None of our four experts recommended CLE for the 25 year old case example on the basis of loss of accommodation.
Unlike the surgical correction of moderate to high myopia, the contemporary correction of moderate hypermetropia and astigmatism continues to raise debate and controversy. While a range of modalities, including incisional, thermal, photoablative, phakic IOLs, and phacorefractive clear lens extraction, have been employed over the past 20 years, and although LASIK may currently be the most utilised, no single technique has become the gold standard “panacea” for moderate hypermetropia, Importantly, the panel formed for this review has highlighted the need for an appropriate and extensive preoperative assessment and consideration of the subject's age and visual needs. Any assessment must include careful measurement of scotopic pupil size and its relation to the proposed ablation diameter as well as the principle that no treatment, or alternative non-surgical options, such as refitting of contact lenses, should always be considered and discussed with the patient.
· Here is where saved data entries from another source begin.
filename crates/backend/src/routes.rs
use axum::{
    middleware,
    routing::{get, post},
    Router,
};

use crate::{handlers, system};

/// Конфигурация всех роутов приложения
pub fn configure_routes() -> Router {
    Router::new()
        .route("/health", get(handlers::health))
        // ========================================
        // A001 PRODUCTS
        // ========================================
        .route(
            "/api/v1/products",
            get(handlers::a001_product::list_all).post(handlers::a001_product::create),
        )
        .route(
            "/api/v1/products/search",
            get(handlers::a001_product::search),
        )
        .route(
            "/api/v1/products/barcode/:barcode",
            get(handlers::a001_product::get_by_barcode),
        )
        .route(
            "/api/v1/products/:id",
            get(handlers::a001_product::get_by_id)
                .put(handlers::a001_product::update)
                .delete(handlers::a001_product::delete),
        )
        // ========================================
        // SYSTEM USERS
        // ========================================
        .route("/api/v1/users", post(handlers::users::register))
        .route("/api/v1/users/:id", get(handlers::users::get_by_id))
        .layer(middleware::from_fn(
            system::middleware::request_logger::request_logger,
        ))
}
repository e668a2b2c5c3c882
use contracts::domain::a001_product::{ProductId, ProductStatus};
use sea_orm::DbErr;
use thiserror::Error;

#[derive(Debug, Error)]
pub enum ProductError {
    /// Некорректные данные (штрихкод, пустые поля, отрицательное количество)
    #[error("Validation failed: {0}")]
    Validation(String),

    #[error("Product with barcode {barcode} and lot {lot} already exists")]
    Duplicate { barcode: String, lot: String },

    #[error("Product not found: {0}")]
    NotFound(ProductId),

    #[error("Product is {status} and cannot be modified")]
    InvalidState { status: ProductStatus },

    #[error("Database error: {0}")]
    Database(#[from] DbErr),
}

impl ProductError {
    /// Нарушение уникальности (barcode, lot) на уровне БД.
    /// Срабатывает, если параллельная транзакция успела вставить ту же пару.
    pub fn from_write(err: DbErr, barcode: &str, lot: &str) -> Self {
        match err.sql_err() {
            Some(sea_orm::SqlErr::UniqueConstraintViolation(_)) => ProductError::Duplicate {
                barcode: barcode.to_string(),
                lot: lot.to_string(),
            },
            _ => ProductError::Database(err),
        }
    }
}
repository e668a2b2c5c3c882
pub mod pagination;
With regard to surgical options, only three procedures were generally considered suitable for moderate hypermetropia (>+3.00D) as highlighted in the hypothetical case studies. While the authors considered the use of all three techniques, LASIK was stated as a definite option for the +5.00/+1.00D × 90 eye by only one panelist, although all panelists thought it should be considered for the less hypermetropic eye (+3.00/+1.25D × 85). Interestingly, limited enthusiasm was expressed for phakic intraocular lens surgery in the 25 year old subject, though all panel members would consider this for an identical refractive error in the 45 year old with presbyopia. Phacorefractive clear lens exchange was also reserved by all authors for the older, presbyopic, hypermetrope (Table 2).
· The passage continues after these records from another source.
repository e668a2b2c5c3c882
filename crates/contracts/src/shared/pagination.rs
use serde::{Deserialize, Serialize};

/// Размер страницы, если клиент не передал корректный
pub const DEFAULT_PAGE_SIZE: u64 = 10;

/// Верхняя граница размера страницы
pub const MAX_PAGE_SIZE: u64 = 1000;

/// Нормализованные параметры страницы (индекс с нуля)
#[derive(Debug, Clone, Copy, PartialEq, Eq)]
pub struct PageRequest {
    pub page: u64,
    pub size: u64,
}

impl PageRequest {
    /// Отрицательный индекс превращается в 0, неположительный размер в [`DEFAULT_PAGE_SIZE`],
    /// размер больше [`MAX_PAGE_SIZE`] урезается.
    ///
    /// Индекс ограничен так, что смещение `page * size` всегда помещается в `i64`
    /// (такая страница просто окажется пустой).
    pub fn clamped(page: Option<i64>, size: Option<i64>) -> Self {
        let size = size
            .filter(|s| *s > 0)
            .map(|s| (s as u64).min(MAX_PAGE_SIZE))
            .unwrap_or(DEFAULT_PAGE_SIZE);
        let max_page = i64::MAX as u64 / size;
        let page = (page.filter(|p| *p >= 0).unwrap_or(0) as u64).min(max_page);
        Self { page, size }
    }

}

impl Default for PageRequest {
    fn default() -> Self {
        Self {
            page: 0,
            size: DEFAULT_PAGE_SIZE,
        }
    }
}

/// Конверт постраничного результата.
///
/// Строится только из метаданных страницы, которые вернуло хранилище,
/// поэтому `has_next`/`has_previous` всегда согласованы с `total_pages`.
#[derive(Debug, Clone, PartialEq, Serialize, Deserialize)]
#[serde(rename_all = "camelCase")]
pub struct PaginatedResult<T> {
    pub data: Vec<T>,
    pub total_elements: u64,
    pub total_pages: u64,
    pub current_page: u64,
    pub has_next: bool,
    pub has_previous: bool,
}

impl<T> PaginatedResult<T> {
    pub fn from_page(data: Vec<T>, total_elements: u64, total_pages: u64, current_page: u64) -> Self {
        Self {
            data,
            total_elements,
            total_pages,
            current_page,
            has_next: current_page + 1 < total_pages,
            has_previous: current_page > 0,
        }
    }

    pub fn map<U, F: FnMut(T) -> U>(self, f: F) -> PaginatedResult<U> {
        PaginatedResult {
            data: self.data.into_iter().map(f).collect(),
            total_elements: self.total_elements,
            total_pages: self.total_pages,
            current_page: self.current_page,
            has_next: self.has_next,
            has_previous: self.has_previous,
        }
    }
}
It would appear from our panel response, that the best surgical solution for moderate hypermetropia is still an evolving situation despite increasing and more refined choices. Indeed, it is salutary to note that in the younger case scenario, all panelists were in agreement that one important option was not to recommend surgery and await further surgical developments in this dynamically changing field.